According to some observers, said Pangilinan, the predicted “Asian Century” is already over, having ended almost before it began, with the Asian economic crisis of the late 1990s. However, the recent growth rates in some Asian countries suggest otherwise. “This could still be Asia’s century,” he said. How can the region recover? According to Pangilinan, one important measure is to pay careful attention to the often uncertain territory of business ethics.

Pangilinan acknowledged that the very term “business ethics” is often considered an oxymoron.

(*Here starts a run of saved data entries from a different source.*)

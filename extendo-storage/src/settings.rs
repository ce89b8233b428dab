use std::sync::Arc;

use async_trait::async_trait;
use extendo_core_models::PersistedConversationHashEntry;
use serde_json::Value;
use tracing::warn;

use crate::errors::StoreError;
use crate::store::KeyValueStore;

pub const TRANSLATIONS_API_INSTANCE_KEY: &str = "translations_api_instance";
pub const BLACKIYA_EXTENSION_ID_KEY: &str = "blackiya_extension_id";
pub const BLACKIYA_SAVED_CONVERSATION_HASHES_KEY: &str = "blackiya_saved_conversation_hashes";

/// Settings the background services read at call time. An empty string means
/// "not configured".
#[async_trait]
pub trait ExtensionSettings: Send + Sync {
    async fn translations_api_instance(&self) -> Result<String, StoreError>;
    async fn blackiya_extension_id(&self) -> Result<String, StoreError>;
    async fn saved_conversation_hashes(
        &self,
    ) -> Result<Vec<PersistedConversationHashEntry>, StoreError>;
    async fn save_conversation_hashes(
        &self,
        entries: &[PersistedConversationHashEntry],
    ) -> Result<(), StoreError>;
}

pub fn normalize_api_instance(value: &str) -> String {
    value.trim().trim_end_matches('/').to_string()
}

pub fn normalize_extension_id(value: &str) -> String {
    value.trim().to_string()
}

#[derive(Clone)]
pub struct SettingsStore {
    store: Arc<dyn KeyValueStore>,
}

impl SettingsStore {
    pub fn new(store: Arc<dyn KeyValueStore>) -> Self {
        Self { store }
    }

    pub async fn save_translations_api_instance(&self, value: &str) -> Result<(), StoreError> {
        self.store
            .set(
                TRANSLATIONS_API_INSTANCE_KEY,
                Value::String(normalize_api_instance(value)),
            )
            .await
    }

    pub async fn save_blackiya_extension_id(&self, value: &str) -> Result<(), StoreError> {
        self.store
            .set(
                BLACKIYA_EXTENSION_ID_KEY,
                Value::String(normalize_extension_id(value)),
            )
            .await
    }

    pub async fn clear_blackiya_extension_id(&self) -> Result<(), StoreError> {
        self.store.remove(BLACKIYA_EXTENSION_ID_KEY).await
    }

    async fn string_value(&self, key: &str) -> Result<String, StoreError> {
        Ok(match self.store.get(key).await? {
            Some(Value::String(value)) => value,
            _ => String::new(),
        })
    }
}

#[async_trait]
impl ExtensionSettings for SettingsStore {
    async fn translations_api_instance(&self) -> Result<String, StoreError> {
        self.string_value(TRANSLATIONS_API_INSTANCE_KEY).await
    }

    async fn blackiya_extension_id(&self) -> Result<String, StoreError> {
        self.string_value(BLACKIYA_EXTENSION_ID_KEY).await
    }

    async fn saved_conversation_hashes(
        &self,
    ) -> Result<Vec<PersistedConversationHashEntry>, StoreError> {
        let stored = self.store.get(BLACKIYA_SAVED_CONVERSATION_HASHES_KEY).await?;
        Ok(stored.map(parse_hash_entries).unwrap_or_default())
    }

    async fn save_conversation_hashes(
        &self,
        entries: &[PersistedConversationHashEntry],
    ) -> Result<(), StoreError> {
        let value = serde_json::to_value(entries)
            .map_err(|err| StoreError::Serialization(err.to_string()))?;
        self.store
            .set(BLACKIYA_SAVED_CONVERSATION_HASHES_KEY, value)
            .await
    }
}

/// Keeps every well-formed `[conversationId, hash]` pair and drops the rest.
fn parse_hash_entries(value: Value) -> Vec<PersistedConversationHashEntry> {
    let Value::Array(items) = value else {
        warn!("persisted hash cache is not an array; ignoring");
        return Vec::new();
    };

    let total = items.len();
    let entries: Vec<_> = items
        .into_iter()
        .filter_map(|item| match item {
            Value::Array(pair) => match pair.as_slice() {
                [Value::String(conversation_id), Value::String(hash)] => {
                    Some((conversation_id.clone(), hash.clone()))
                }
                _ => None,
            },
            _ => None,
        })
        .collect();

    if entries.len() != total {
        warn!(
            dropped = total - entries.len(),
            "dropped malformed persisted hash entries"
        );
    }
    entries
}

What’s just and what’s good for business can have an unfortunate habit of diverging: In his words, “ethical behavior is not always rewarded, and unethical behavior is not always punished.” But, he argued, an important lesson from the Asian crisis is that ethics is, indeed, strongly linked to business performance – if one takes a long-term perspective. Further, he placed some of the blame for the crisis on a lack of ethics among the businesses concerned.

Pangilinan explained that First Pacific believes very seriously in “old-fashioned core values” such as honesty, diligence, commitment and hard work. He discussed the company’s policy of seeking out quality managers and making them owners of their businesses, which increases their desire to commit themselves to the company’s success. In addition, he said, First Pacific has adopted a “collegial” attitude which promotes openness and honesty. This openness allows for the exchange of fresh ideas and improves communication, both within the organization and with its partners and customers.

While affirming that these values have served First Pacific well, Pangilinan went on to say that following them has not always been easy, as ethics is rarely a “black and white” matter. It’s fine to declare that businesses should assume their ethical responsibilities, but which of those responsibilities are most important? “Where,” asked Pangilinan, “does your principal duty lie – to your staff, your customers, your shareholders, your creditors, your community, your nation?”

He used the example of Merck & Co., which in 1979 made the difficult decision to manufacture a cure for “river blindness” and distribute it to millions in Africa and Latin America. Why was this decision difficult? Because the cost to Merck was $100 million, and those who needed the drug were unable to afford it. Despite the absence of any tangible economic return, Merck went ahead and provided the cure to those in need.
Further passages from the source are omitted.